The transceiver 340 can control at least one of the phase and intensity of the microwave signal M1 based on the control information D1. For example, the transceiver 340 may control at least one of phase and intensity such that the microwave signal M1 is in phase, maximum power.

The transceiver 340 can eliminate an error that occurs in controlling the phase, intensity, or power of the microwave signal M1. For example, the transceiver 340 can calculate the difference between the microwave signal M1 and the amplified microwave signal, and generate the error-free microwave signal M6 based on the difference. The amplified microwave signal may be a signal in which at least one of phase, intensity, and power is a controlled signal. The transceiver 340 may transmit the error-free microwave signal M6 to the treatment device 350. [

The treatment apparatus 350 can transmit the microwave based on the error-eliminated microwave signal M6 to the lesion site 110. [ For example, treatment device 350 may include at least one antenna that transmits microwaves.

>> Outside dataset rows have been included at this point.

//! # Snapshot Manifest
//!
//! A manifest describes one logical snapshot: an ordered list of files, each
//! with its ordered chunk-hash list, plus the captured directory set. It is
//! the single source of truth for restore, verification, and chunk reference
//! counting.
//!
//! Manifests are JSON under `store/manifests/<id>.json`. Readers ignore
//! unknown fields for forward compatibility but reject any manifest whose
//! `version` does not carry the `cas:` prefix. Writers publish atomically
//! (temp file + rename) with pretty indentation.

use std::fs;
use std::path::{Path, PathBuf};

use serde::{Deserialize, Serialize};

use crate::error::{Result, RestoreError, SaveError};

/// Manifest schema version written by this engine.
pub const MANIFEST_VERSION: &str = "cas:2";

/// Version prefix every readable manifest must carry.
pub const MANIFEST_VERSION_PREFIX: &str = "cas:";

/// On-disk description of one logical snapshot.
#[derive(Clone, Debug, Serialize, Deserialize)]
pub struct Manifest {
    pub version: String,
    /// Root label the snapshot was taken from (informational).
    pub root: String,
    /// Canonical snapshot hash (uppercase hex), or `"SKIP"`.
    pub original_sha256: String,
    pub total_bytes: u64,
    pub avg_chunk: u32,
    pub min_chunk: u32,
    pub max_chunk: u32,
    pub compression_level: i32,
    pub file_count: u64,
    pub files: Vec<FileRecord>,
    #[serde(default)]
    pub dirs: Vec<String>,
}

/// One file entry: path, logical size, ordered chunk hashes.
///
/// Empty files carry an empty chunk list.
#[derive(Clone, Debug, Serialize, Deserialize, PartialEq, Eq)]
pub struct FileRecord {
    pub path: String,
    pub bytes: u64,
    pub chunk_hashes: Vec<String>,
}

impl Manifest {
    /// Loads and version-gates a manifest file.
    pub fn load(path: &Path) -> Result<Manifest> {
        let text = fs::read_to_string(path)?;
        let manifest: Manifest =
            serde_json::from_str(&text).map_err(|e| anyhow::anyhow!(
                "failed to parse manifest {}: {e}",
                path.display()
            ))?;
        if !manifest.version.starts_with(MANIFEST_VERSION_PREFIX) {
            return Err(RestoreError::BadManifestVersion(manifest.version).into());
        }
        Ok(manifest)
    }

    /// Writes the manifest atomically: `.tmp` in the same directory, then
    /// rename into the final name.
    pub fn save_atomic(&self, path: &Path) -> Result<()> {
        let write = || -> std::io::Result<()> {
            if let Some(parent) = path.parent() {
                fs::create_dir_all(parent)?;
            }
            let json = serde_json::to_string_pretty(self).map_err(std::io::Error::other)?;
            let tmp = path.with_extension("json.tmp");
            fs::write(&tmp, json)?;
            fs::rename(&tmp, path)?;
            Ok(())
        };
        write().map_err(|e| SaveError::ManifestWrite(e).into())
    }

    /// Looks up a file record by exact path.
    #[cfg(test)]
    pub fn file(&self, rel: &str) -> Option<&FileRecord> {
        self.files.iter().find(|f| f.path == rel)
    }
}

/// Lists `(snapshot_id, path)` for every `.json` manifest in `dir`, sorted by
/// id. A missing directory yields an empty list.
pub fn list_manifests(dir: &Path) -> Result<Vec<(String, PathBuf)>> {
    let mut out = Vec::new();
    let entries = match fs::read_dir(dir) {
        Ok(entries) => entries,
        Err(e) if e.kind() == std::io::ErrorKind::NotFound => return Ok(out),
        Err(e) => return Err(e.into()),
    };
    for entry in entries {
        let path = entry?.path();
        if path.extension().is_some_and(|ext| ext == "json") {
            if let Some(stem) = path.file_stem().and_then(|s| s.to_str()) {
                out.push((stem.to_string(), path));
            }
        }
    }
    out.sort();
    Ok(out)
}

#[cfg(test)]
mod tests {
    use super::*;
    use pretty_assertions::assert_eq;

    fn sample() -> Manifest {
        Manifest {
            version: MANIFEST_VERSION.to_string(),
            root: "workspace".to_string(),
            original_sha256: "A".repeat(64),
            total_bytes: 8,
            avg_chunk: 4 * 1024 * 1024,
            min_chunk: 1024 * 1024,
            max_chunk: 16 * 1024 * 1024,
            compression_level: 3,
            file_count: 2,
            files: vec![
                FileRecord {
                    path: "a.txt".into(),
                    bytes: 0,
                    chunk_hashes: vec![],
                },
                FileRecord {
                    path: "b.bin".into(),
                    bytes: 8,
                    chunk_hashes: vec!["B".repeat(64)],
                },
            ],
            dirs: vec!["sub".into()],
        }
    }

    #[test]
    fn save_and_load_roundtrip() {
        let dir = tempfile::tempdir().unwrap();
        let path = dir.path().join("snap.json");
        let manifest = sample();
        manifest.save_atomic(&path).unwrap();

        let loaded = Manifest::load(&path).unwrap();
        assert_eq!(loaded.files, manifest.files);
        assert_eq!(loaded.original_sha256, manifest.original_sha256);
        assert!(!path.with_extension("json.tmp").exists());
    }

    #[test]
    fn unknown_fields_are_ignored() {
        let dir = tempfile::tempdir().unwrap();
        let path = dir.path().join("future.json");
        let mut value = serde_json::to_value(sample()).unwrap();
        value["some_future_field"] = serde_json::json!({"nested": true});
        fs::write(&path, serde_json::to_string(&value).unwrap()).unwrap();

        let loaded = Manifest::load(&path).unwrap();
        assert_eq!(loaded.file_count, 2);
    }

    #[test]
    fn foreign_version_is_rejected() {
        let dir = tempfile::tempdir().unwrap();
        let path = dir.path().join("old.json");
        let mut manifest = sample();
        manifest.version = "tar:1".to_string();
        let json = serde_json::to_string(&manifest).unwrap();
        fs::write(&path, json).unwrap();

        assert!(Manifest::load(&path).is_err());
    }

    #[test]
    fn list_sorts_by_id() {
        let dir = tempfile::tempdir().unwrap();
        for id in ["20250101T000000Z_b", "20240101T000000Z_a"] {
            sample().save_atomic(&dir.path().join(format!("{id}.json"))).unwrap();
        }
        let ids: Vec<String> = list_manifests(dir.path())
            .unwrap()
            .into_iter()
            .map(|(id, _)| id)
            .collect();
        assert_eq!(ids, vec!["20240101T000000Z_a", "20250101T000000Z_b"]);
    }

    #[test]
    fn list_of_missing_dir_is_empty() {
        let dir = tempfile::tempdir().unwrap();
        let missing = dir.path().join("nope");
        assert!(list_manifests(&missing).unwrap().is_empty());
    }
}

The treatment device 350 may be embodied as a cylindrical structure. At this time, the at least one antenna may be implemented on a cylindrical structure. At least one antenna may be formed in a two-dimensional horizontal cross-section arrangement, or a three-dimensional conformal arrangement, in the inner wall surface of the structure. Accordingly, at least one antenna can concentrically output the microwave to the lesion site 110. [

The treatment device 350 may be in direct contact with the object 100. Therapeutic device 350 may include a cooling liquid that assists in the transmission of microwaves. The cooling liquid may be implemented as a dielectric to assist in microwave matching. The treatment device 350 may include a compression band in which the cooling liquid prevents water leakage.

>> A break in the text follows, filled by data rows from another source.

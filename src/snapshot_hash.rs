//! # Snapshot Hashing
//!
//! The snapshot hash is the integrity anchor: a canonical SHA-256 over the
//! logical content of a snapshot, independent of chunk boundaries and
//! compression level. Per file (in byte-lexicographic path order) a digest is
//! taken over `rel_path || "\n" || size_text || "\n" || content_bytes`; the
//! raw 32-byte per-file digests are then folded, in the same order, into one
//! final SHA-256.
//!
//! The save pipeline feeds content through a [`FileDigest`] while chunking,
//! so unchanged trees hash without a second read; restore and verify rebuild
//! the same value from materialised bytes and compare.

use std::collections::BTreeMap;
use std::io::Read;
use std::path::Path;

use sha2::{Digest, Sha256};

use crate::error::Result;
use crate::ignore::IgnoreEngine;
use crate::planner;

/// `meta.json` algorithm tag for a fully hashed snapshot.
pub const ALGORITHM_SHA256: &str = "sha256";
/// `meta.json` algorithm tag when hashing was skipped.
pub const ALGORITHM_SKIP: &str = "skip";
/// Placeholder hash value recorded by hash-skipping saves.
pub const SKIP_HASH: &str = "SKIP";

/// Whether a save computes the canonical snapshot hash.
#[derive(Clone, Copy, Debug, PartialEq, Eq)]
pub enum HashMode {
    /// Compute and store the canonical hash (default).
    Full,
    /// Skip it; meta records `"skip"` / `"SKIP"`.
    None,
}

impl HashMode {
    pub fn algorithm(&self) -> &'static str {
        match self {
            HashMode::Full => ALGORITHM_SHA256,
            HashMode::None => ALGORITHM_SKIP,
        }
    }
}

/// Incremental per-file digest over `rel || "\n" || size || "\n" || bytes`.
pub struct FileDigest(Sha256);

impl FileDigest {
    pub fn new(rel: &str, size: u64) -> Self {
        let mut hasher = Sha256::new();
        hasher.update(rel.as_bytes());
        hasher.update(b"\n");
        hasher.update(size.to_string().as_bytes());
        hasher.update(b"\n");
        Self(hasher)
    }

    pub fn update(&mut self, bytes: &[u8]) {
        self.0.update(bytes);
    }

    pub fn finalize(self) -> [u8; 32] {
        self.0.finalize().into()
    }
}

/// Streams a file from disk through a [`FileDigest`].
pub fn digest_file(rel: &str, size: u64, path: &Path) -> std::io::Result<[u8; 32]> {
    let mut digest = FileDigest::new(rel, size);
    let mut file = std::fs::File::open(path)?;
    let mut buf = vec![0u8; 64 * 1024];
    loop {
        let n = file.read(&mut buf)?;
        if n == 0 {
            break;
        }
        digest.update(&buf[..n]);
    }
    Ok(digest.finalize())
}

/// Parses a stored uppercase-hex per-file digest back into raw bytes.
pub fn digest_from_hex(hex_digest: &str) -> Option<[u8; 32]> {
    let bytes = hex::decode(hex_digest).ok()?;
    bytes.try_into().ok()
}

/// Folds per-file digests, already ordered by path, into the snapshot hash.
pub fn fold_digests<'a>(ordered: impl IntoIterator<Item = &'a [u8; 32]>) -> String {
    let mut hasher = Sha256::new();
    for digest in ordered {
        hasher.update(digest);
    }
    hex::encode_upper(hasher.finalize())
}

/// Convenience: folds a path-keyed map (BTreeMap iteration is already in
/// byte-lexicographic key order).
pub fn fold_sorted(digests: &BTreeMap<String, [u8; 32]>) -> String {
    fold_digests(digests.values())
}

/// Result of hashing a materialised tree.
#[derive(Debug)]
pub struct TreeHash {
    pub hash: String,
    pub file_count: u64,
    pub total_bytes: u64,
}

/// Recomputes the snapshot hash over a payload tree on disk.
pub fn hash_payload_tree(root: &Path) -> Result<TreeHash> {
    let plan = planner::plan_tree(root, &IgnoreEngine::empty())?;
    let mut digests = BTreeMap::new();
    let mut total_bytes = 0u64;
    for file in &plan.files {
        digests.insert(
            file.rel.clone(),
            digest_file(&file.rel, file.size, &file.abs)?,
        );
        total_bytes += file.size;
    }
    Ok(TreeHash {
        hash: fold_sorted(&digests),
        file_count: plan.files.len() as u64,
        total_bytes,
    })
}

#[cfg(test)]
mod tests {
    use super::*;
    use std::fs;

    #[test]
    fn digest_covers_path_size_and_content() {
        let a = {
            let mut d = FileDigest::new("a.txt", 3);
            d.update(b"abc");
            d.finalize()
        };
        let same = {
            let mut d = FileDigest::new("a.txt", 3);
            d.update(b"ab");
            d.update(b"c");
            d.finalize()
        };
        let other_path = {
            let mut d = FileDigest::new("b.txt", 3);
            d.update(b"abc");
            d.finalize()
        };
        assert_eq!(a, same, "chunking of updates must not matter");
        assert_ne!(a, other_path);
    }

    #[test]
    fn fold_is_order_sensitive_and_canonical() {
        let d1 = [1u8; 32];
        let d2 = [2u8; 32];
        let forward = fold_digests([&d1, &d2]);
        let backward = fold_digests([&d2, &d1]);
        assert_ne!(forward, backward);
        assert_eq!(forward.len(), 64);
        assert_eq!(forward, forward.to_ascii_uppercase());
    }

    #[test]
    fn payload_tree_hash_matches_manual_fold() {
        let dir = tempfile::tempdir().unwrap();
        fs::create_dir_all(dir.path().join("sub")).unwrap();
        fs::write(dir.path().join("sub/f.txt"), b"hello").unwrap();
        fs::write(dir.path().join("empty"), b"").unwrap();

        let tree = hash_payload_tree(dir.path()).unwrap();
        assert_eq!(tree.file_count, 2);
        assert_eq!(tree.total_bytes, 5);

        let mut digests = BTreeMap::new();
        digests.insert(
            "empty".to_string(),
            digest_file("empty", 0, &dir.path().join("empty")).unwrap(),
        );
        digests.insert(
            "sub/f.txt".to_string(),
            digest_file("sub/f.txt", 5, &dir.path().join("sub/f.txt")).unwrap(),
        );
        assert_eq!(tree.hash, fold_sorted(&digests));
    }

    #[test]
    fn hex_digest_roundtrip() {
        let digest = [7u8; 32];
        let hex_digest = hex::encode_upper(digest);
        assert_eq!(digest_from_hex(&hex_digest), Some(digest));
        assert_eq!(digest_from_hex("short"), None);
    }
}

4 shows another example of a block diagram of a treatment system according to one embodiment.

4, the treatment system 40 includes a controller 310, a signal generator 320, a frequency divider 330, a plurality of transceivers 340-1 to 340-N, and a treatment device 350 .

The controller 310, the signal generator 320, the plurality of transceivers 340-1 to 340-N, and the treatment apparatus 350 are connected to the controller 310, the signal generator 320, The treatment device 340, and the treatment device 350 may be substantially the same in construction and operation. 3 can be applied to the controller 310, the signal generator 320, and the plurality of transceivers 340-1 to 340-N.

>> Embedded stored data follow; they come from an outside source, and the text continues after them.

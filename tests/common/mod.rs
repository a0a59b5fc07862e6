use std::fs;
use std::path::{Path, PathBuf};
use std::process::Command;

use assert_cmd::prelude::*;

/// A scratch repository with the engine initialized.
pub struct Repo {
    pub dir: tempfile::TempDir,
}

impl Repo {
    pub fn init() -> Repo {
        let dir = tempfile::tempdir().unwrap();
        let repo = Repo { dir };
        repo.rinne(&["init"]).assert().success();
        repo
    }

    pub fn root(&self) -> &Path {
        self.dir.path()
    }

    /// A `rinne` invocation rooted at the workspace.
    pub fn rinne(&self, args: &[&str]) -> Command {
        let mut cmd = Command::cargo_bin("rinne").unwrap();
        cmd.current_dir(self.root()).args(args);
        cmd
    }

    pub fn write(&self, rel: &str, contents: &[u8]) {
        let path = self.root().join(rel);
        fs::create_dir_all(path.parent().unwrap()).unwrap();
        fs::write(path, contents).unwrap();
    }

    pub fn read(&self, rel: &str) -> Vec<u8> {
        fs::read(self.root().join(rel)).unwrap()
    }

    /// Snapshot ids in the given space, ascending.
    pub fn snapshot_ids(&self, space: &str) -> Vec<String> {
        let dir = self
            .root()
            .join(".rinne/snapshots/space")
            .join(space);
        let mut ids: Vec<String> = fs::read_dir(dir)
            .unwrap()
            .filter_map(|e| e.ok())
            .filter(|e| e.file_type().map(|t| t.is_dir()).unwrap_or(false))
            .map(|e| e.file_name().into_string().unwrap())
            .collect();
        ids.sort();
        ids
    }

    pub fn manifest_path(&self, id: &str) -> PathBuf {
        self.root()
            .join(".rinne/store/manifests")
            .join(format!("{id}.json"))
    }

    /// All chunk files currently in the store.
    pub fn chunk_files(&self) -> Vec<PathBuf> {
        let mut chunks = Vec::new();
        let store = self.root().join(".rinne/store");
        for shard1 in fs::read_dir(&store).unwrap().filter_map(|e| e.ok()) {
            let name = shard1.file_name();
            let name = name.to_string_lossy();
            if name.len() != 2 || !name.bytes().all(|b| b.is_ascii_hexdigit()) {
                continue;
            }
            for shard2 in fs::read_dir(shard1.path()).unwrap().filter_map(|e| e.ok()) {
                for file in fs::read_dir(shard2.path()).unwrap().filter_map(|e| e.ok()) {
                    chunks.push(file.path());
                }
            }
        }
        chunks
    }
}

The frequency divider 330 can generate a plurality of microwave signals M1 by dividing the microwave signal M1. For example, when the number of the plurality of transmitting / receiving devices 340-1 to 340-N is N, the frequency divider 330 divides the microwave signal M1 by 1: N, 340-N.

The plurality of transceivers 340-1 to 340-N can generate the amplified microwave signal based on the microwave signal M1 and the control information D1. At this time, a plurality of amplified microwave signals generated by the plurality of transceivers 340-1 to 340-N may be different from each other. For example, each amplified microwave signal may differ in at least one of phase, intensity, and power.

The plurality of transceivers 340-1 to 340-N can control at least one of the phase and intensity of the microwave signal M1 based on the control information D1. For example, the plurality of transceivers 340-1 to 340-N may control at least one of the phase and intensity so that the microwave signal M1 is in phase and maximum power.

The plurality of transceivers 340-1 to 340-N can eliminate an error occurring in controlling the phase, intensity, or power of the microwave signal M1. For example, the plurality of transceivers 340-1 to 340-N calculate the difference between the microwave signal M1 and the amplified microwave signal, and generate the microwave signals M6-1 to M6 based on the difference, M6-N). The amplified microwave signal may be a signal in which at least one of phase, intensity, and power is a controlled signal. The plurality of transceivers 340-1 to 340-N can transmit the microwave signals M6-1 to M6-N with the error removed to the treatment apparatus 350. [

The treatment apparatus 350 can transmit the microwave based on the error-eliminated microwave signals M6-1 to M6-N to the lesion site 110. [ For example, the treatment device 350 may include a plurality of antennas that transmit microwaves.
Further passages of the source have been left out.